# Xchange Leasing Program



## Ubergirlzz (Dec 31, 2016)

So, I looked into the program, and you can lease a Nissan Altima for like $400 a month and Uber would take the payment directly from your earnings. I am considering this, since Los Angeles is a busy city and I know I could make enough money to pay for the car. Plus, you can cancel at any time so you're not locked in. Also, my own vehicle wouldn't have so many miles and wear and tear. Thoughts?


----------



## hulksmash (Apr 26, 2016)

Are you sure it's not per week? That actually sounds like a reasonably priced lease... guys on here are talking about $200 week leases for Priuses. 

What are the terms? Unlimited mileage? Is insurance included (including rideshare insurance)? Are you responsible for servicing the car? How much is the deposit? How much notice must you give to cancel, and what will it cost you?

A lot of these higher priced lease claim to have all this stuff included. Your price seems ok, depending on what's included with it. Are you looking to drive full time or just be a weekend warrior? These types of leases force you to work longer hours to be able to pay for it plus still make decent money. 
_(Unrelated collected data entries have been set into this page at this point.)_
//! Object file format and the decoded program image.
//!
//! # Layout
//!
//! ```text
//! offset 0        : 3 bytes   magic marker
//! offset 3        : 1 byte    major version
//! offset 4        : 1 byte    minor version
//! offset 5        : 1 byte    data word count N_d
//! offset 6        : 1 byte    instruction byte count N_i
//! offset 7        : N_d * 4   data words (u32, little-endian)
//! offset 7 + 4N_d : N_i       instruction stream
//! ```
//!
//! The magic marker and version are informational. A mismatch is logged as a
//! warning and decoding carries on, so objects written by older or foreign
//! toolchains still load.

use crate::types::encoding::{Decode, DecodeError, Encode, read_bytes};
use crate::virtual_machine::errors::VMError;
use crate::virtual_machine::isa::Instruction;
use crate::warn;
use imp_derive::BinaryCodec;
use std::fmt;
use std::fs;
use std::path::Path;

/// Magic marker written by this toolchain.
pub const MAGIC: [u8; 3] = *b"IMP";

/// Object format version written by this toolchain.
pub const CURRENT_VERSION: Version = Version::new(1, 0);

/// Largest data or instruction segment a one-byte count can describe.
pub const MAX_SEGMENT_LEN: usize = u8::MAX as usize;

/// Size of the fixed header in bytes.
const HEADER_LEN: usize = 7;

/// Size of one data word in bytes.
const WORD_LEN: usize = 4;

/// Major/minor object format version.
#[derive(Debug, Clone, Copy, PartialEq, Eq, PartialOrd, Ord)]
pub struct Version {
    pub major: u8,
    pub minor: u8,
}

impl Version {
    pub const fn new(major: u8, minor: u8) -> Self {
        Self { major, minor }
    }
}

impl fmt::Display for Version {
    fn fmt(&self, f: &mut fmt::Formatter<'_>) -> fmt::Result {
        write!(f, "{}.{}", self.major, self.minor)
    }
}

/// On-disk header, field for field.
#[derive(Debug, Clone, Copy, PartialEq, Eq, BinaryCodec)]
struct Header {
    magic: [u8; 3],
    major: u8,
    minor: u8,
    data_count: u8,
    instruction_count: u8,
}

/// Maps a decoder shortfall to [`VMError::TruncatedInput`] for `section`.
fn truncated(section: &'static str) -> impl Fn(DecodeError) -> VMError {
    move |err| VMError::TruncatedInput {
        section,
        expected: err.requested,
        available: err.available,
    }
}

/// Decoded, immutable program: data segment, instruction segment and version.
///
/// The instruction segment always ends with one [`Instruction::Halt`] byte
/// past the declared instructions, so execution that runs off the end of the
/// program (or jumps exactly to its end) stops there.
#[derive(Debug, Clone, PartialEq, Eq)]
pub struct ProgramImage {
    magic: [u8; 3],
    version: Version,
    data: Vec<u32>,
    instructions: Vec<u8>,
}

impl ProgramImage {
    /// Builds an image from a data segment and declared instruction bytes.
    ///
    /// Returns [`VMError::SegmentTooLarge`] if either segment exceeds
    /// [`MAX_SEGMENT_LEN`].
    pub fn new(data: Vec<u32>, code: Vec<u8>) -> Result<Self, VMError> {
        if data.len() > MAX_SEGMENT_LEN {
            return Err(VMError::SegmentTooLarge {
                section: "data",
                len: data.len(),
            });
        }
        if code.len() > MAX_SEGMENT_LEN {
            return Err(VMError::SegmentTooLarge {
                section: "instruction",
                len: code.len(),
            });
        }
        Ok(Self::from_parts(MAGIC, CURRENT_VERSION, data, code))
    }

    fn from_parts(magic: [u8; 3], version: Version, data: Vec<u32>, mut code: Vec<u8>) -> Self {
        code.push(Instruction::Halt as u8);
        Self {
            magic,
            version,
            data,
            instructions: code,
        }
    }

    /// Returns a copy of this image stamped with `version`.
    pub fn with_version(mut self, version: Version) -> Self {
        self.version = version;
        self
    }

    /// Data segment words, addressed `0..data().len()`.
    pub fn data(&self) -> &[u32] {
        &self.data
    }

    /// Full instruction segment, including the trailing halt byte.
    pub fn instructions(&self) -> &[u8] {
        &self.instructions
    }

    /// Declared instruction bytes only.
    pub fn code(&self) -> &[u8] {
        &self.instructions[..self.instruction_count()]
    }

    /// Number of declared instruction bytes (`N_i`).
    pub fn instruction_count(&self) -> usize {
        self.instructions.len() - 1
    }

    pub fn version(&self) -> Version {
        self.version
    }

    pub fn magic(&self) -> [u8; 3] {
        self.magic
    }

    /// Serializes the image to the object file layout.
    ///
    /// The synthetic halt byte is not written; decoding appends it again.
    pub fn to_bytes(&self) -> Vec<u8> {
        let header = Header {
            magic: self.magic,
            major: self.version.major,
            minor: self.version.minor,
            data_count: self.data.len() as u8,
            instruction_count: self.instruction_count() as u8,
        };
        let mut out = Vec::with_capacity(
            HEADER_LEN + self.data.len() * WORD_LEN + self.instruction_count(),
        );
        header.encode(&mut out);
        for word in &self.data {
            word.encode(&mut out);
        }
        out.extend_from_slice(self.code());
        out
    }

    /// Decodes an object file.
    ///
    /// Fails with [`VMError::TruncatedInput`] if the input ends inside the
    /// header or a declared segment. Bytes after the instruction segment are
    /// ignored with a warning.
    pub fn from_bytes(mut input: &[u8]) -> Result<Self, VMError> {
        if input.len() < HEADER_LEN {
            return Err(VMError::TruncatedInput {
                section: "header",
                expected: HEADER_LEN,
                available: input.len(),
            });
        }
        let header = Header::decode(&mut input).map_err(truncated("header"))?;

        if header.magic != MAGIC {
            warn!(
                "unexpected magic marker {:02X?}, expected {:02X?}",
                header.magic, MAGIC
            );
        }
        let version = Version::new(header.major, header.minor);
        if version.major > CURRENT_VERSION.major {
            warn!(
                "object version {} is newer than supported version {}",
                version, CURRENT_VERSION
            );
        }

        let data_len = header.data_count as usize;
        let mut raw = read_bytes(&mut input, data_len * WORD_LEN).map_err(truncated("data segment"))?;
        let data = (0..data_len)
            .map(|_| u32::decode(&mut raw))
            .collect::<Result<Vec<_>, _>>()
            .map_err(truncated("data segment"))?;

        let code = read_bytes(&mut input, header.instruction_count as usize)
            .map_err(truncated("instruction segment"))?
            .to_vec();

        if !input.is_empty() {
            warn!(
                "ignoring {} trailing bytes after the instruction segment",
                input.len()
            );
        }

        Ok(Self::from_parts(header.magic, version, data, code))
    }

    /// Reads and decodes an object file from disk.
    pub fn load<P: AsRef<Path>>(path: P) -> Result<Self, VMError> {
        let path = path.as_ref();
        let bytes = fs::read(path).map_err(|e| VMError::Io {
            reason: format!("{}: {}", path.display(), e),
        })?;
        Self::from_bytes(&bytes)
    }
}

#[cfg(test)]
pub mod tests {
    use super::*;

    /// Object bytes with the current magic and version.
    pub fn object_bytes(data: &[u32], code: &[u8]) -> Vec<u8> {
        let mut out = vec![b'I', b'M', b'P', 1, 0, data.len() as u8, code.len() as u8];
        for word in data {
            out.extend_from_slice(&word.to_le_bytes());
        }
        out.extend_from_slice(code);
        out
    }

    #[test]
    fn decode_layout() {
        let bytes = object_bytes(&[5, 0xDEAD_BEEF], &[0x02, 0x00, 0x18]);
        let image = ProgramImage::from_bytes(&bytes).unwrap();
        assert_eq!(image.magic(), MAGIC);
        assert_eq!(image.version(), Version::new(1, 0));
        assert_eq!(image.data(), &[5, 0xDEAD_BEEF]);
        assert_eq!(image.code(), &[0x02, 0x00, 0x18]);
        assert_eq!(image.instruction_count(), 3);
    }

    #[test]
    fn decode_appends_halt() {
        let image = ProgramImage::from_bytes(&object_bytes(&[7], &[0x17, 0x18])).unwrap();
        assert_eq!(image.data().len(), 1);
        assert_eq!(image.instructions().len(), 3);
        assert_eq!(image.instructions()[2], Instruction::Halt as u8);
    }

    #[test]
    fn decode_empty_program_still_has_halt() {
        let image = ProgramImage::from_bytes(&object_bytes(&[], &[])).unwrap();
        assert!(image.data().is_empty());
        assert_eq!(image.instructions(), &[Instruction::Halt as u8]);
        assert_eq!(image.instruction_count(), 0);
    }

    #[test]
    fn truncated_header() {
        for len in 0..HEADER_LEN {
            let bytes = &object_bytes(&[], &[])[..len];
            assert!(matches!(
                ProgramImage::from_bytes(bytes),
                Err(VMError::TruncatedInput { section: "header", expected: 7, available }) if available == len
            ));
        }
    }

    #[test]
    fn truncated_data_segment() {
        let bytes = object_bytes(&[1, 2], &[0x00]);
        // header + one and a half words
        let err = ProgramImage::from_bytes(&bytes[..HEADER_LEN + 6]).unwrap_err();
        assert!(matches!(
            err,
            VMError::TruncatedInput {
                section: "data segment",
                expected: 8,
                available: 6
            }
        ));
    }

    #[test]
    fn truncated_instruction_segment() {
        let bytes = object_bytes(&[1], &[0x17, 0x17, 0x09, 0x18]);
        let err = ProgramImage::from_bytes(&bytes[..bytes.len() - 1]).unwrap_err();
        assert!(matches!(
            err,
            VMError::TruncatedInput {
                section: "instruction segment",
                expected: 4,
                available: 3
            }
        ));
    }

    #[test]
    fn every_prefix_of_an_object_is_truncated() {
        let bytes = object_bytes(&[3, 4], &[0x02, 0x00, 0x02, 0x01, 0x09, 0x18]);
        for len in 0..bytes.len() {
            assert!(matches!(
                ProgramImage::from_bytes(&bytes[..len]),
                Err(VMError::TruncatedInput { .. })
            ));
        }
        assert!(ProgramImage::from_bytes(&bytes).is_ok());
    }

    #[test]
    fn foreign_magic_and_version_are_accepted() {
        let mut bytes = object_bytes(&[], &[0x00]);
        bytes[..3].copy_from_slice(b"XYZ");
        bytes[3] = 9;
        bytes[4] = 3;
        let image = ProgramImage::from_bytes(&bytes).unwrap();
        assert_eq!(image.magic(), *b"XYZ");
        assert_eq!(image.version(), Version::new(9, 3));
    }

    #[test]
    fn trailing_bytes_are_ignored() {
        let mut bytes = object_bytes(&[], &[0x00]);
        bytes.extend_from_slice(&[0xAA, 0xBB]);
        let image = ProgramImage::from_bytes(&bytes).unwrap();
        assert_eq!(image.code(), &[0x00]);
    }

    #[test]
    fn encode_matches_layout() {
        let image = ProgramImage::new(vec![2312, 320], vec![0x02, 0x00, 0x01])
            .unwrap()
            .with_version(Version::new(1, 2));
        let mut expected = object_bytes(&[2312, 320], &[0x02, 0x00, 0x01]);
        expected[4] = 2;
        assert_eq!(image.to_bytes(), expected);
        assert_eq!(ProgramImage::from_bytes(&image.to_bytes()).unwrap(), image);
    }

    #[test]
    fn new_rejects_oversized_segments() {
        assert!(matches!(
            ProgramImage::new(vec![0; 256], vec![]),
            Err(VMError::SegmentTooLarge { section: "data", len: 256 })
        ));
        assert!(matches!(
            ProgramImage::new(vec![], vec![0; 256]),
            Err(VMError::SegmentTooLarge { section: "instruction", len: 256 })
        ));
        assert!(ProgramImage::new(vec![0; 255], vec![0; 255]).is_ok());
    }

    #[test]
    fn version_display() {
        assert_eq!(Version::new(1, 0).to_string(), "1.0");
    }
}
If you have another job, I personally would keep it and just work part time so you can cherrypick surges and make more $ per hour.


----------



## Ubergirlzz (Dec 31, 2016)

hulksmash said:


> Are you sure it's not per week? That actually sounds like a reasonably priced lease... guys on here are talking about $200 week leases for Priuses.
> 
> What are the terms? Unlimited mileage? Is insurance included (including rideshare insurance)? Are you responsible for servicing the car? How much is the deposit? How much notice must you give to cancel, and what will it cost you?
> 
> ...


Good questions. I checked into it in my market, and the Nissan Altima is approx. $400 per month (however, the cost is deducted weekly from your earnings).

I would only lease if Uber was a full-time gig for me. Otherwise, it wouldn't be worth it to lease. The cost to start is $450 and this includes unlimited miles and maintenance on the car. I'm not sure about insurance, I'll have to ask about that. As for canceling, you're about to cancel any time after 30 days into the program.

Personally, I think anyone that drives full time (40+ hours per week) should look into the lease. Because this way, you won't be putting all these miles on your own vehicle. To me it's totally worth it.


----------



## hulksmash (Apr 26, 2016)

Ubergirlzz said:


> Good questions. I checked into it in my market, and the Nissan Altima is approx. $400 per month (however, the cost is deducted weekly from your earnings).
> 
> I would only lease if Uber was a full-time gig for me. Otherwise, it wouldn't be worth it to lease. The cost to start is $450 and this includes unlimited miles and maintenance on the car. I'm not sure about insurance, I'll have to ask about that. As for canceling, you're about to cancel any time after 30 days into the program.
> 
> Personally, I think anyone that drives full time (40+ hours per week) should look into the lease. Because this way, you won't be putting all these miles on your own vehicle. To me it's totally worth it.


I think you're getting a good deal compared to what others here have reported paying. I would add about another $600 month in costs for gas and insurance though. Just keep in mind that Uber has been making it harder to make decent money with all the driver saturation and surge manipulation. You may have to work longer hours than you may want or take undesirable rides (base rates, pool, 15+ETA, low rated pax, etc) to eek out a profit.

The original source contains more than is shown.